Where the line with "failed; serving fallback" appears in the records below, start there and transcribe each line exactly through the last.
*** Opening Data provided ***
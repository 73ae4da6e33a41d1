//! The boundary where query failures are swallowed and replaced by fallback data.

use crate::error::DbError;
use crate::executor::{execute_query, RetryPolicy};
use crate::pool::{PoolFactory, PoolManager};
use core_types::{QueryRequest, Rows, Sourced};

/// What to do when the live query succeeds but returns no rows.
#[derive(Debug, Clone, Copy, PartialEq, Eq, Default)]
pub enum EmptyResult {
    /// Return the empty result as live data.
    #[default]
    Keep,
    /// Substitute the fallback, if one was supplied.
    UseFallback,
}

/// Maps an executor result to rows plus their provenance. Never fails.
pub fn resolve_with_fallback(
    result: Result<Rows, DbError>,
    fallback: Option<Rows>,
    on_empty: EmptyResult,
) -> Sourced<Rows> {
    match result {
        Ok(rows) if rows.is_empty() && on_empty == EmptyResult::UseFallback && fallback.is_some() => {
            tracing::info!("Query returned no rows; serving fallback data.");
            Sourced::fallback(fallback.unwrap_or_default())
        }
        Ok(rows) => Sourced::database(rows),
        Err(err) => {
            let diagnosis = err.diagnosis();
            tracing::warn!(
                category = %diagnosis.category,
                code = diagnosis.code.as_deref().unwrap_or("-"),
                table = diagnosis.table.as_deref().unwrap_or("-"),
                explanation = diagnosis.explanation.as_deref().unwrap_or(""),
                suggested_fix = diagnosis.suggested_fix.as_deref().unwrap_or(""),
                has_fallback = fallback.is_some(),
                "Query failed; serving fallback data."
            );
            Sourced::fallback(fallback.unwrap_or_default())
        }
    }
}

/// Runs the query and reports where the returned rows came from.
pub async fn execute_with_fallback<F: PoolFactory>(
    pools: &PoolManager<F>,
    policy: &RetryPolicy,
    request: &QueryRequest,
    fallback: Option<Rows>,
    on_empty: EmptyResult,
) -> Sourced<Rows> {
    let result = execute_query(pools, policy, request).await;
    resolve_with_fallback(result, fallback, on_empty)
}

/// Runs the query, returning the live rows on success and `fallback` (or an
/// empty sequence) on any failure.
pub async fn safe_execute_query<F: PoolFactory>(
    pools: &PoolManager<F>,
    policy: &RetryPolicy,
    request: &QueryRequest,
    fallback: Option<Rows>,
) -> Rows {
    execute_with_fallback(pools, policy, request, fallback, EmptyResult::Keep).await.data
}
*** Closing Data provided ***
Result below:
                "Query failed; serving fallback data."
            );
            Sourced::fallback(fallback.unwrap_or_default())
        }
    }
}

/// Runs the query and reports where the returned rows came from.
pub async fn execute_with_fallback<F: PoolFactory>(
    pools: &PoolManager<F>,
    policy: &RetryPolicy,
    request: &QueryRequest,
    fallback: Option<Rows>,
    on_empty: EmptyResult,
) -> Sourced<Rows> {
    let result = execute_query(pools, policy, request).await;
    resolve_with_fallback(result, fallback, on_empty)
}

/// Runs the query, returning the live rows on success and `fallback` (or an
/// empty sequence) on any failure.
pub async fn safe_execute_query<F: PoolFactory>(
    pools: &PoolManager<F>,
    policy: &RetryPolicy,
    request: &QueryRequest,
    fallback: Option<Rows>,
) -> Rows {
    execute_with_fallback(pools, policy, request, fallback, EmptyResult::Keep).await.data
}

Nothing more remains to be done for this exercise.